Work item: Return each line of the material below exactly. Begin at the first and end on the line with "user, if any.".

Given data:
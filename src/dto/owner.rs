use serde::Serialize;

use crate::domain::owner::Owner;
use crate::domain::pet::Pet;
use crate::domain::visit::Visit;
use crate::pagination::Paginated;

/// Whitespace policy applied to the last-name filter before querying.
///
/// The reference behavior passes the filter through verbatim, so `Preserve`
/// is the default; `Trim` is available behind configuration.
#[derive(Debug, Clone, Copy, PartialEq, Eq, Default)]
pub enum TrimPolicy {
    #[default]
    Preserve,
    Trim,
}

/// Query parameters accepted by the owner search service.
#[derive(Debug, Default)]
pub struct FindOwnersQuery {
    /// Last-name prefix entered by the user, if any.
    pub last_name: Option<String>,
    /// Page number requested by the user interface.
    pub page: Option<usize>,
    pub trim: TrimPolicy,
}

/// Zero/one/many classification of an owner search.
#[derive(Debug, Clone, PartialEq)]
pub enum OwnerSearchOutcome {
    /// Nothing matched; the find form is re-shown with an error on the
    /// filter input.
    NoMatch { last_name: String },
    /// Exactly one owner matched; callers redirect to its detail view.
    SingleMatch { owner_id: i32 },
    /// Two or more owners matched.
    Matches(Paginated<Owner>),
}

/// A pet with its visit history, as rendered on the owner detail page.
#[derive(Debug, Clone, Serialize, PartialEq)]
pub struct PetWithVisits {
    pub pet: Pet,
    pub visits: Vec<Visit>,
}

/// Data required to render the owner detail template.
#[derive(Debug, Clone, Serialize, PartialEq)]
pub struct OwnerDetailPageData {
    pub owner: Owner,
    pub pets: Vec<PetWithVisits>,
}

Output below:
filename src/dto/owner.rs
use serde::Serialize;

use crate::domain::owner::Owner;
use crate::domain::pet::Pet;
use crate::domain::visit::Visit;
use crate::pagination::Paginated;

/// Whitespace policy applied to the last-name filter before querying.
///
/// The reference behavior passes the filter through verbatim, so `Preserve`
/// is the default; `Trim` is available behind configuration.
#[derive(Debug, Clone, Copy, PartialEq, Eq, Default)]
pub enum TrimPolicy {
    #[default]
    Preserve,
    Trim,
}

/// Query parameters accepted by the owner search service.
#[derive(Debug, Default)]
pub struct FindOwnersQuery {
    /// Last-name prefix entered by the user, if any.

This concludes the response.